Running Metalign

Preliminaries

For the example below, we assume a directory called "/my/directory/Metalign/" where Metalign's repo has been installed (according to the wiki page) and your reads file is called "my_reads.fq" and is in the same directory. We assume you are in "/my/directory/Metalign/" when running these commands. In this example, the output file will be /my/directory/Metalign/metalign_results.tsv.

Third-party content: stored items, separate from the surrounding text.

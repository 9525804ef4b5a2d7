//! Outbound adapters implementing domain ports for external infrastructure.
//!
//! Each adapter pairs a transactor with the client that writes through it:
//!
//! - **persistence**: PostgreSQL transactions via Diesel and `bb8` pooling
//! - **broker**: buffered pseudo-transactions over a message producer
//!
//! Adapters are thin translators between domain types and
//! infrastructure-specific representations. They contain no business logic,
//! and they never import each other.

pub mod broker;
pub mod persistence;
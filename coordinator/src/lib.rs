//! Best-effort unit-of-work coordination across heterogeneous backends.
//!
//! Business logic opens one unit of work through a [`CompositeTransactor`]
//! and threads the returned [`Context`] through its calls. Adapter clients
//! find their open transaction in that context, so a PostgreSQL write and a
//! broker publish made under it are committed or rolled back together.
//!
//! Finalization is fan-out, not two-phase commit: when one backend commits
//! and another fails, the committed side stays committed and the caller
//! receives every failure.
//!
//! [`CompositeTransactor`]: domain::CompositeTransactor
//! [`Context`]: domain::Context

pub mod config;
pub mod domain;
pub mod outbound;

#[cfg(any(test, feature = "test-support"))]
pub mod test_support;
//! Diesel and pool error mapping shared by the relational adapter.

use tracing::debug;

use crate::domain::{ContextError, TransactionError};

use super::pool::PoolError;

/// Errors surfaced by [`super::PgExecutor`].
#[derive(Debug, Clone, PartialEq, Eq, thiserror::Error)]
pub enum PgExecutorError {
    /// The enclosing transaction is closed or belongs to another backend.
    #[error(transparent)]
    Transaction(#[from] TransactionError),
    /// The context was cancelled or expired before the operation ran.
    #[error(transparent)]
    Context(#[from] ContextError),
    /// Connection checkout or connectivity failure.
    #[error("postgres connection failed: {message}")]
    Connection { message: String },
    /// The query was rejected or failed while executing.
    #[error("postgres query failed: {message}")]
    Query { message: String },
    /// A single-row read matched nothing.
    #[error("record not found")]
    NotFound,
}

impl PgExecutorError {
    /// Create a connection error with the given message.
    pub fn connection(message: impl Into<String>) -> Self {
        Self::Connection {
            message: message.into(),
        }
    }

    /// Create a query error with the given message.
    pub fn query(message: impl Into<String>) -> Self {
        Self::Query {
            message: message.into(),
        }
    }
}

/// Map pool checkout failures to connection errors.
pub(crate) fn map_pool_error(error: PoolError) -> PgExecutorError {
    PgExecutorError::connection(error.message())
}

/// Extract a readable message from a Diesel error and emit debug context.
pub(crate) fn diesel_error_message(error: &diesel::result::Error, operation: &str) -> String {
    let error_message = error.to_string();
    debug!(%error_message, %operation, "diesel operation failed");
    error_message
}

/// Map Diesel errors raised by executor operations.
pub(crate) fn map_diesel_error(error: diesel::result::Error) -> PgExecutorError {
    use diesel::result::{DatabaseErrorKind, Error as DieselError};

    match &error {
        DieselError::DatabaseError(kind, info) => {
            debug!(?kind, message = info.message(), "diesel operation failed");
        }
        _ => debug!(
            error_type = %std::any::type_name_of_val(&error),
            "diesel operation failed"
        ),
    }

    match error {
        DieselError::NotFound => PgExecutorError::NotFound,
        DieselError::QueryBuilderError(_) => PgExecutorError::query("database query error"),
        DieselError::DatabaseError(DatabaseErrorKind::ClosedConnection, _) => {
            PgExecutorError::connection("database connection error")
        }
        DieselError::DatabaseError(_, info) => PgExecutorError::query(info.message()),
        DieselError::BrokenTransactionManager => {
            PgExecutorError::connection("transaction manager is broken")
        }
        other => PgExecutorError::query(other.to_string()),
    }
}
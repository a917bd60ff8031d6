//! Lazy enumeration of stored files

use std::io;
use std::path::{Path, PathBuf};

use walkdir::WalkDir;

use crate::{Error, LogicalPath, Result, io as fs_io};

/// Depth-first walk over the regular files of a storage root.
///
/// Yields the logical path of each file as the walk reaches it. Directories
/// are descended into but never yielded. A symbolic link is yielded when it
/// points at a regular file, matching what [`LocalFileStorage::exists`]
/// reports for it; symlinked directories are never descended into. Entries
/// within a directory come in file name order.
///
/// [`LocalFileStorage::exists`]: crate::LocalFileStorage::exists
///
/// A subdirectory that cannot be read produces one `Err` item; the walk then
/// carries on with its siblings.
pub struct Files {
    root: PathBuf,
    walker: walkdir::IntoIter,
}

impl Files {
    pub(crate) fn open(root: &Path) -> Result<Self> {
        fs_io::check_listable(root).map_err(|e| Error::not_readable(root, e))?;

        let walker = WalkDir::new(root)
            .min_depth(1)
            .follow_links(false)
            .sort_by_file_name()
            .into_iter();

        Ok(Self {
            root: root.to_path_buf(),
            walker,
        })
    }

    fn walk_error(&self, error: walkdir::Error) -> Error {
        let path = error.path().unwrap_or(&self.root).to_path_buf();
        let source = error
            .into_io_error()
            .unwrap_or_else(|| io::Error::other("filesystem loop detected"));
        Error::not_readable(path, source)
    }
}

impl Iterator for Files {
    type Item = Result<LogicalPath>;

    fn next(&mut self) -> Option<Self::Item> {
        loop {
            let entry = match self.walker.next()? {
                Ok(entry) => entry,
                Err(e) => return Some(Err(self.walk_error(e))),
            };

            if !is_stored_file(&entry) {
                continue;
            }

            return Some(
                LogicalPath::from_native(&self.root, entry.path()).ok_or_else(|| {
                    Error::not_readable(
                        entry.path(),
                        io::Error::new(io::ErrorKind::InvalidData, "file name is not valid UTF-8"),
                    )
                }),
            );
        }
    }
}

/// Regular files, and symlinks whose target is one. Dangling links are not.
fn is_stored_file(entry: &walkdir::DirEntry) -> bool {
    let file_type = entry.file_type();
    if file_type.is_symlink() {
        return entry.path().metadata().is_ok_and(|m| m.is_file());
    }
    file_type.is_file()
}

impl std::fmt::Debug for Files {
    fn fmt(&self, f: &mut std::fmt::Formatter<'_>) -> std::fmt::Result {
        f.debug_struct("Files").field("root", &self.root).finish_non_exhaustive()
    }
}
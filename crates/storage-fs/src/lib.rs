//! Path-safe local file storage
//!
//! Reads, writes and lists files below a fixed root directory. Callers pass
//! logical, slash-separated paths which are normalized lexically; anything
//! that would resolve above the root is rejected before the filesystem is
//! touched.
//!
//! ```rust,no_run
//! use storage_fs::LocalFileStorage;
//!
//! let storage = LocalFileStorage::new("/var/lib/storage");
//! storage.create("reports/today.txt", b"all green")?;
//! assert_eq!(storage.read("./reports/../reports/today.txt")?, b"all green");
//! # Ok::<(), storage_fs::Error>(())
//! ```

pub mod config;
pub mod constants;
pub mod error;
pub mod files;
pub mod io;
pub mod path;
pub mod storage;
pub mod store;
pub mod temporary;

pub use config::StoreConfig;
pub use error::{Error, Result};
pub use files::Files;
pub use path::LogicalPath;
pub use storage::FileStorage;
pub use store::LocalFileStorage;
pub use temporary::TemporaryFileStorage;
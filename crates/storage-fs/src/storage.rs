//! Backend-agnostic storage interface

use crate::{LocalFileStorage, LogicalPath, Result, TemporaryFileStorage};

/// A place files can be created in, read from, updated and deleted from.
///
/// Paths are logical paths as accepted by [`LogicalPath::parse`]; every
/// implementation must reject paths escaping its root with
/// [`Error::InvalidPath`](crate::Error::InvalidPath).
pub trait FileStorage {
    /// Iterator returned by [`FileStorage::files`].
    type Files: Iterator<Item = Result<LogicalPath>>;

    /// Get all existing files' paths.
    ///
    /// # Errors
    ///
    /// [`Error::NotReadable`](crate::Error::NotReadable) if the storage
    /// cannot be listed at all.
    fn files(&self) -> Result<Self::Files>;

    /// Whether the given file exists.
    fn has(&self, path: &str) -> Result<bool>;

    /// Create the given file with the given content.
    ///
    /// # Errors
    ///
    /// [`Error::AlreadyExists`](crate::Error::AlreadyExists) or
    /// [`Error::NotWritable`](crate::Error::NotWritable).
    fn create(&self, path: &str, content: &[u8]) -> Result<()>;

    /// Load the content of the given file.
    ///
    /// # Errors
    ///
    /// [`Error::NotFound`](crate::Error::NotFound) or
    /// [`Error::NotReadable`](crate::Error::NotReadable).
    fn read(&self, path: &str) -> Result<Vec<u8>>;

    /// Overwrite the given file with the given content.
    ///
    /// # Errors
    ///
    /// [`Error::NotFound`](crate::Error::NotFound) or
    /// [`Error::NotWritable`](crate::Error::NotWritable).
    fn update(&self, path: &str, content: &[u8]) -> Result<()>;

    /// Delete the given file.
    ///
    /// # Errors
    ///
    /// [`Error::NotFound`](crate::Error::NotFound) or
    /// [`Error::NotWritable`](crate::Error::NotWritable).
    fn delete(&self, path: &str) -> Result<()>;
}

impl FileStorage for LocalFileStorage {
    type Files = crate::Files;

    fn files(&self) -> Result<Self::Files> {
        self.list()
    }

    fn has(&self, path: &str) -> Result<bool> {
        self.exists(path)
    }

    fn create(&self, path: &str, content: &[u8]) -> Result<()> {
        LocalFileStorage::create(self, path, content)
    }

    fn read(&self, path: &str) -> Result<Vec<u8>> {
        LocalFileStorage::read(self, path)
    }

    fn update(&self, path: &str, content: &[u8]) -> Result<()> {
        LocalFileStorage::update(self, path, content)
    }

    fn delete(&self, path: &str) -> Result<()> {
        LocalFileStorage::delete(self, path)
    }
}

impl FileStorage for TemporaryFileStorage {
    type Files = crate::Files;

    fn files(&self) -> Result<Self::Files> {
        self.storage().files()
    }

    fn has(&self, path: &str) -> Result<bool> {
        self.storage().has(path)
    }

    fn create(&self, path: &str, content: &[u8]) -> Result<()> {
        self.storage().create(path, content)
    }

    fn read(&self, path: &str) -> Result<Vec<u8>> {
        self.storage().read(path)
    }

    fn update(&self, path: &str, content: &[u8]) -> Result<()> {
        self.storage().update(path, content)
    }

    fn delete(&self, path: &str) -> Result<()> {
        self.storage().delete(path)
    }
}
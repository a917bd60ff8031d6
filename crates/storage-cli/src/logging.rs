use tracing_subscriber::{EnvFilter, fmt, prelude::*};

/// Initialize a tracing subscriber writing to stderr.
///
/// Uses the `RUST_LOG` environment variable to determine the log level,
/// defaulting to "warn", or "debug" in verbose mode. Stdout stays reserved
/// for command output.
pub fn init(verbose: bool) -> Result<(), Box<dyn std::error::Error + Send + Sync>> {
    let fmt_layer = fmt::layer()
        .with_writer(std::io::stderr)
        .with_target(true)
        .with_level(true)
        .compact();

    let default_level = if verbose { "debug" } else { "warn" };
    let filter_layer =
        EnvFilter::try_from_default_env().or_else(|_| EnvFilter::try_new(default_level))?;

    tracing_subscriber::registry()
        .with(filter_layer)
        .with(fmt_layer)
        .try_init()?;

    Ok(())
}
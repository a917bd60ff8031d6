//! Local file storage rooted at a fixed directory

use std::io;
use std::path::{Path, PathBuf};

use crate::constants::{DEFAULT_DIR_MODE, DEFAULT_FILE_MODE};
use crate::{Error, Files, LogicalPath, Result, StoreConfig, io as fs_io};

/// Stores files in the local file system below one root directory.
///
/// Every operation resolves its logical path afresh; nothing is cached
/// between calls. The root need not exist for writes (it is created on
/// demand) but must exist and be readable for reads and listing.
#[derive(Debug, Clone, PartialEq, Eq)]
pub struct LocalFileStorage {
    root: PathBuf,
    file_mode: u32,
    dir_mode: u32,
}

impl LocalFileStorage {
    /// Create a storage rooted at `root`. Performs no I/O.
    pub fn new(root: impl AsRef<Path>) -> Self {
        Self {
            root: strip_trailing_separators(root.as_ref()),
            file_mode: DEFAULT_FILE_MODE,
            dir_mode: DEFAULT_DIR_MODE,
        }
    }

    /// Create a storage from configuration, including permission modes.
    pub fn with_config(config: &StoreConfig) -> Self {
        Self::new(&config.root).with_modes(config.file_mode, config.dir_mode)
    }

    /// Override the modes applied to created files and directories.
    pub fn with_modes(mut self, file_mode: u32, dir_mode: u32) -> Self {
        self.file_mode = file_mode;
        self.dir_mode = dir_mode;
        self
    }

    pub fn root(&self) -> &Path {
        &self.root
    }

    pub fn file_mode(&self) -> u32 {
        self.file_mode
    }

    pub fn dir_mode(&self) -> u32 {
        self.dir_mode
    }

    /// Map a logical path to its location on disk.
    ///
    /// Fails with [`Error::InvalidPath`] if the path escapes the root, no
    /// matter the value of `must_exist`. With `must_exist`, a path that is
    /// not an existing regular file fails with [`Error::NotFound`].
    pub fn resolve(&self, path: &str, must_exist: bool) -> Result<PathBuf> {
        let logical = LogicalPath::parse(path).inspect_err(|_| {
            tracing::debug!(root = %self.root.display(), path, "Rejected path escaping the storage root");
        })?;

        if must_exist && !self.exists_logical(&logical)? {
            return Err(Error::not_found(path));
        }

        Ok(logical.to_native_under(&self.root))
    }

    /// Whether `path` names an existing regular file.
    ///
    /// Absence is only reported once the nearest existing ancestor (at most
    /// the root) is confirmed readable; otherwise this fails with
    /// [`Error::NotReadable`] so that a permission problem is never mistaken
    /// for a missing file.
    pub fn exists(&self, path: &str) -> Result<bool> {
        let logical = LogicalPath::parse(path)?;
        self.exists_logical(&logical)
    }

    /// Create `path` with `content`. Fails if the file already exists.
    pub fn create(&self, path: &str, content: &[u8]) -> Result<()> {
        let resolved = self.resolve(path, false)?;

        // Never create anything above the root, even for the root itself.
        let parent = match resolved.parent() {
            Some(parent) if resolved != self.root => parent,
            _ => self.root.as_path(),
        };
        fs_io::ensure_dir(parent, self.dir_mode)?;

        let file = fs_io::create_new(&resolved, self.file_mode).map_err(|e| {
            if e.kind() == io::ErrorKind::AlreadyExists {
                Error::AlreadyExists {
                    path: path.to_string(),
                    source: e,
                }
            } else {
                Error::not_writable(&resolved, e)
            }
        })?;

        fs_io::write_content(file, content).map_err(|e| Error::not_writable(&resolved, e))?;

        tracing::debug!(path = %resolved.display(), bytes = content.len(), "Created file");
        Ok(())
    }

    /// Load the full content of `path`.
    pub fn read(&self, path: &str) -> Result<Vec<u8>> {
        let resolved = self.resolve(path, true)?;
        std::fs::read(&resolved).map_err(|e| Error::not_readable(&resolved, e))
    }

    /// Load the content of `path` as UTF-8 text.
    pub fn read_to_string(&self, path: &str) -> Result<String> {
        let resolved = self.resolve(path, true)?;
        std::fs::read_to_string(&resolved).map_err(|e| Error::not_readable(&resolved, e))
    }

    /// Overwrite the content of the existing file `path`.
    pub fn update(&self, path: &str, content: &[u8]) -> Result<()> {
        let resolved = self.resolve(path, true)?;
        fs_io::overwrite(&resolved, content).map_err(|e| Error::not_writable(&resolved, e))?;

        tracing::debug!(path = %resolved.display(), bytes = content.len(), "Updated file");
        Ok(())
    }

    /// Delete the existing file `path`.
    pub fn delete(&self, path: &str) -> Result<()> {
        let resolved = self.resolve(path, true)?;
        std::fs::remove_file(&resolved).map_err(|e| Error::not_writable(&resolved, e))?;

        tracing::debug!(path = %resolved.display(), "Deleted file");
        Ok(())
    }

    /// Lazily enumerate every regular file below the root.
    ///
    /// The root is opened before this returns, so an unreadable or missing
    /// root fails here rather than on first iteration.
    pub fn list(&self) -> Result<Files> {
        Files::open(&self.root)
    }

    fn exists_logical(&self, logical: &LogicalPath) -> Result<bool> {
        let resolved = logical.to_native_under(&self.root);

        match std::fs::metadata(&resolved) {
            Ok(metadata) => Ok(metadata.is_file()),
            Err(e) if is_absent(&e) => {
                self.check_nearest_ancestor(logical)?;
                Ok(false)
            }
            Err(e) => Err(Error::not_readable(resolved, e)),
        }
    }

    /// Find the closest existing ancestor of `logical` and make sure it can
    /// be listed. The walk stops at the root; a missing root is unreadable.
    fn check_nearest_ancestor(&self, logical: &LogicalPath) -> Result<()> {
        let mut current = logical.parent().or_else(|| Some(logical.clone()));

        while let Some(dir) = current {
            let native = dir.to_native_under(&self.root);

            match std::fs::metadata(&native) {
                Ok(metadata) if metadata.is_dir() => {
                    return fs_io::check_listable(&native)
                        .map_err(|e| Error::not_readable(native, e));
                }
                // A regular file where a directory should be: plainly absent.
                Ok(_) => return Ok(()),
                Err(e) if is_absent(&e) && !dir.is_root() => current = dir.parent(),
                Err(e) => return Err(Error::not_readable(native, e)),
            }
        }

        Ok(())
    }
}

fn is_absent(error: &io::Error) -> bool {
    matches!(
        error.kind(),
        io::ErrorKind::NotFound | io::ErrorKind::NotADirectory
    )
}

fn strip_trailing_separators(root: &Path) -> PathBuf {
    let raw = root.to_string_lossy();
    let trimmed = raw.trim_end_matches(std::path::is_separator);

    if trimmed.is_empty() && !raw.is_empty() {
        // Made only of separators: the filesystem root.
        PathBuf::from(&raw[..1])
    } else if trimmed.len() == raw.len() {
        root.to_path_buf()
    } else {
        PathBuf::from(trimmed)
    }
}

#[cfg(test)]
mod tests {
    use super::*;

    #[test]
    fn new_strips_trailing_separators() {
        let store = LocalFileStorage::new("/tmp/storeA///");
        assert_eq!(store.root(), Path::new("/tmp/storeA"));
    }

    #[test]
    fn new_keeps_filesystem_root() {
        let store = LocalFileStorage::new("/");
        assert_eq!(store.root(), Path::new("/"));
    }

    #[test]
    fn new_uses_default_modes() {
        let store = LocalFileStorage::new("/tmp/storeA");
        assert_eq!(store.file_mode(), 0o664);
        assert_eq!(store.dir_mode(), 0o2770);
    }

    #[test]
    fn resolve_root_itself() {
        let store = LocalFileStorage::new("/tmp/storeA");
        assert_eq!(store.resolve("./", false).unwrap(), PathBuf::from("/tmp/storeA"));
    }
}
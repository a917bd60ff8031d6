//! Single-file commands

use std::io::{Read, Write};

use colored::Colorize;
use storage_fs::LocalFileStorage;

use crate::error::Result;

/// Run the exists command
pub fn run_exists(storage: &LocalFileStorage, path: &str, out: &mut impl Write) -> Result<()> {
    writeln!(out, "{}", storage.exists(path)?)?;
    Ok(())
}

/// Run the resolve command
pub fn run_resolve(
    storage: &LocalFileStorage,
    path: &str,
    must_exist: bool,
    out: &mut impl Write,
) -> Result<()> {
    let resolved = storage.resolve(path, must_exist)?;
    writeln!(out, "{}", resolved.display())?;
    Ok(())
}

/// Run the read command, copying the raw content to `out`
pub fn run_read(storage: &LocalFileStorage, path: &str, out: &mut impl Write) -> Result<()> {
    let content = storage.read(path)?;
    out.write_all(&content)?;
    out.flush()?;
    Ok(())
}

/// Run the create command
pub fn run_create(
    storage: &LocalFileStorage,
    path: &str,
    content: Option<&str>,
    input: &mut impl Read,
    out: &mut impl Write,
) -> Result<()> {
    let content = content_or_input(content, input)?;
    storage.create(path, &content)?;
    writeln!(out, "{} {}", "Created".green().bold(), path)?;
    Ok(())
}

/// Run the update command
pub fn run_update(
    storage: &LocalFileStorage,
    path: &str,
    content: Option<&str>,
    input: &mut impl Read,
    out: &mut impl Write,
) -> Result<()> {
    let content = content_or_input(content, input)?;
    storage.update(path, &content)?;
    writeln!(out, "{} {}", "Updated".green().bold(), path)?;
    Ok(())
}

/// Run the delete command
pub fn run_delete(storage: &LocalFileStorage, path: &str, out: &mut impl Write) -> Result<()> {
    storage.delete(path)?;
    writeln!(out, "{} {}", "Deleted".green().bold(), path)?;
    Ok(())
}

fn content_or_input(content: Option<&str>, input: &mut impl Read) -> Result<Vec<u8>> {
    match content {
        Some(content) => Ok(content.as_bytes().to_vec()),
        None => {
            let mut buffer = Vec::new();
            input.read_to_end(&mut buffer)?;
            Ok(buffer)
        }
    }
}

In reality, you do not need to run Metalign from within its install directory; just make sure you update your file paths correctly.

The Easy Way

Metalign comes with a wrapper script called metalign.py that runs both stages of the method. The quick usage is:

python3 metalign.py my_reads.fq data/ --output metalign_results.tsv

For more sensitive or precise results, you can try running this with the "--sensitive" or "--precise" flags added.

Running the two steps separately

You can run the two steps of Metalign (pre-filtering the database, then alignment+profiling) separately. One possible use case of this is to retain the pre-filtered database for other uses. Another is if you already have a SAM file and you want to pass this into the alignment+profiling stage (which will then only perform the profiling step). Finally, this allows you to tinker with the parameters more.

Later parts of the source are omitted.